Studying heart function in contracting hearts at higher workloads provides crucial knowledge of cardiac performance in high-stress situations. Ratiometric optical mapping of fully loaded hearts is a novel method to study electrical activity while replicating in vivo energy consumption. We predict that an imbalance between energy supply and demand during increased work and hypoxia will manifest in shortened action potential duration (APD), especially in the more physiologically-relevant bi-ventricular (BiV) working heart. Rabbit hearts were perfused with oxygenated Krebs-Henseleit solution in unloaded Langendorff and fully-loaded BiV mode. Epicardial action potentials (APs) were measured using optical mapping of Di-4-ANEPPS. Excitation ratiometry using 450 and 505 nm illumination on alternate camera frames together with motion tracking removed motion artifact. Aortic pressure, left atrial preload, and LVDP was measured. A range of workloads were studied by pacing at 330, 220, and 170 ms cycle length (CL). Gradual hypoxia was induced by bubbling with N2 gas. In Langendorff mode, the APD was 137.67±4.29 ms, 113.44±7.89 ms, and 106.44±0.44 ms at CL of 330ms, 220ms, and 170ms, respectively, while in BiV mode, the APD was 106.56±13.03 ms, 78.00±2.33 ms, and 69.33±0.77 ms.

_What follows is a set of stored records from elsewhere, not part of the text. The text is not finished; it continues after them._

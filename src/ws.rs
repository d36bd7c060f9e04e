// src/ws.rs

use std::time::{Duration, Instant};

use actix::prelude::*;
use actix_web::{web, Error, HttpRequest, HttpResponse};
use actix_web_actors::ws;
use log::{debug, warn};
use serde::Deserialize;
use serde_json::json;

use crate::app_state::AppState;
use crate::auth::validate_jwt;
use crate::error::ApiError;
use crate::events::{Connect, Disconnect, EventHub, ServerEvent};
use crate::models::new_id;

const HEARTBEAT_INTERVAL: Duration = Duration::from_secs(5);
const CLIENT_TIMEOUT: Duration = Duration::from_secs(10);

/// One WebSocket client on the global event channel.
pub struct EventSession {
    pub id: String,
    pub user_id: Option<String>,
    pub hb: Instant,
    pub hub: Addr<EventHub>,
}

impl EventSession {
    pub fn new(user_id: Option<String>, hub: Addr<EventHub>) -> Self {
        EventSession { id: new_id(), user_id, hb: Instant::now(), hub }
    }

    fn hb(&self, ctx: &mut ws::WebsocketContext<Self>) {
        ctx.run_interval(HEARTBEAT_INTERVAL, |act, ctx| {
            if Instant::now().duration_since(act.hb) > CLIENT_TIMEOUT {
                warn!("Session {} heartbeat failed, disconnecting", act.id);
                ctx.stop();
                return;
            }
            ctx.ping(b"");
        });
    }
}

impl Actor for EventSession {
    type Context = ws::WebsocketContext<Self>;

    fn started(&mut self, ctx: &mut Self::Context) {
        self.hb(ctx);

        self.hub
            .send(Connect {
                session_id: self.id.clone(),
                user_id: self.user_id.clone(),
                addr: ctx.address().recipient(),
            })
            .into_actor(self)
            .then(|res, act, ctx| {
                if res.is_err() {
                    warn!("Session {} failed to register with the event hub", act.id);
                    ctx.stop();
                }
                fut::ready(())
            })
            .wait(ctx);
    }

    fn stopping(&mut self, _: &mut Self::Context) -> Running {
        self.hub.do_send(Disconnect { session_id: self.id.clone() });
        Running::Stop
    }
}

/// Clients may send `{"event": "ping"}` as an application-level keepalive.
#[derive(Deserialize)]
struct IncomingFrame {
    event: String,
}

impl StreamHandler<Result<ws::Message, ws::ProtocolError>> for EventSession {
    fn handle(&mut self, msg: Result<ws::Message, ws::ProtocolError>, ctx: &mut Self::Context) {
        match msg {
            Ok(ws::Message::Ping(msg)) => {
                self.hb = Instant::now();
                ctx.pong(&msg);
            }
            Ok(ws::Message::Pong(_)) => {
                self.hb = Instant::now();
            }
            Ok(ws::Message::Text(text)) => {
                self.hb = Instant::now();
                match serde_json::from_str::<IncomingFrame>(&text) {
                    Ok(frame) if frame.event == "ping" => {
                        ctx.text(json!({ "event": "pong" }).to_string());
                    }
                    Ok(frame) => debug!("Session {} sent unhandled event {}", self.id, frame.event),
                    Err(e) => debug!("Session {} sent unparseable frame: {}", self.id, e),
                }
            }
            Ok(ws::Message::Close(reason)) => {
                ctx.close(reason);
                ctx.stop();
            }
            Err(e) => {
                warn!("WebSocket error on session {}: {}", self.id, e);
                ctx.stop();
            }
            _ => {}
        }
    }
}

impl Handler<ServerEvent> for EventSession {
    type Result = ();

    fn handle(&mut self, msg: ServerEvent, ctx: &mut Self::Context) {
        match serde_json::to_string(&msg) {
            Ok(frame) => ctx.text(frame),
            Err(e) => warn!("Could not encode {:?} for session {}: {}", msg.event, self.id, e),
        }
    }
}

#[derive(Debug, Deserialize)]
pub struct WsQuery {
    pub token: Option<String>,
}

// GET /ws[?token=...]
pub async fn ws_index(
    req: HttpRequest,
    stream: web::Payload,
    query: web::Query<WsQuery>,
    data: web::Data<AppState>,
) -> Result<HttpResponse, Error> {
    let user_id = match &query.token {
        Some(token) => match validate_jwt(token, &data.config.jwt_secret) {
            Ok(claims) => Some(claims.sub),
            Err(e) => {
                return Err(ApiError::Unauthorized(format!("Invalid token: {}", e)).into());
            }
        },
        None => None,
    };

    ws::start(EventSession::new(user_id, data.event_hub.clone()), &req, stream)
}
// IMPORTANT:
// Keep ALL numeric values centralized here (repo rule: no hardcoded numeric values scattered around).

// NOTE: HOST_VERSION must stay in sync with the `version` field in Cargo.toml.
pub const HOST_VERSION: &str = "0.1.0";

/// Snapshot cache schema version: bump when the on-disk cache layout or the
/// content-key derivation changes (old rows then become unreachable).
pub const CACHE_SCHEMA_VERSION: u32 = 2;

pub mod logging {
    pub const LOG_DIR_REL: &str = ".kb-rag/logs";
    // Overrides LOG_DIR_REL when set.
    pub const LOG_DIR_ENV: &str = "KB_RAG_LOG_DIR";
    pub const LOG_FILE_NAME: &str = "kb_rag_host.log";

    pub const LOG_ROTATE_SIZE_BYTES: u64 = 10 * 1024 * 1024;
    pub const LOG_ROTATE_KEEP_FILES: usize = 5;

    // Longest fragment/query prefix echoed into log lines.
    pub const LOG_TEXT_PREVIEW_CHARS: usize = 80;
}

pub mod native_messaging {
    pub const MAX_MESSAGE_SIZE_BYTES: u32 = 16 * 1024 * 1024;
}

pub mod corpus {
    pub const DEFAULT_KNOWLEDGE_DIR: &str = "knowledge";

    // Compared case-insensitively against the file extension.
    pub const TEXT_EXTENSIONS: &[&str] = &["txt", "md"];

    pub const FRAGMENT_SEPARATOR: &str = "\n\n";
}

pub mod embedding {
    pub const DEFAULT_MODEL: &str = "text-embedding-3-small";

    // Fragments whose trimmed length (chars) is at or below this are never embedded.
    pub const MIN_FRAGMENT_CHARS: usize = 20;

    pub const CACHE_FILE_NAME: &str = "snapshots.db";
}

pub mod retrieval {
    pub const DEFAULT_TOP_K: usize = 3;

    // Lower than any valid cosine value; assigned to fragments without an embedding.
    pub const ABSENT_SCORE: f32 = -1.0;

    pub const CONTEXT_SEPARATOR: &str = "\n\n";
}

pub mod completion {
    pub const DEFAULT_MODEL: &str = "gpt-4o-mini";

    pub const DEFAULT_CONTEXT_PREAMBLE: &str = "Reference material from the knowledge base:";
}

pub mod http {
    pub const DEFAULT_BASE_URL: &str = "https://api.openai.com";
    pub const API_KEY_ENV: &str = "OPENAI_API_KEY";

    pub const REQUEST_TIMEOUT_SECS: u64 = 60;
}

pub mod sqlite {
    pub const PRAGMA_BUSY_TIMEOUT_MS: i64 = 2000;
}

Aortic pressure dropped from NSR in BiV hearts by 1.26% at 330ms, 4.11% at 220ms, and 11.65% at 170ms CL. Shortening of APD, independent of restitution, with increasing HR indicates an imbalance of energy supply and demand with greater workload. KATP channels are implicated. This novel method of optical mapping reveals important implications of electrophysiological changes during high-stress situations.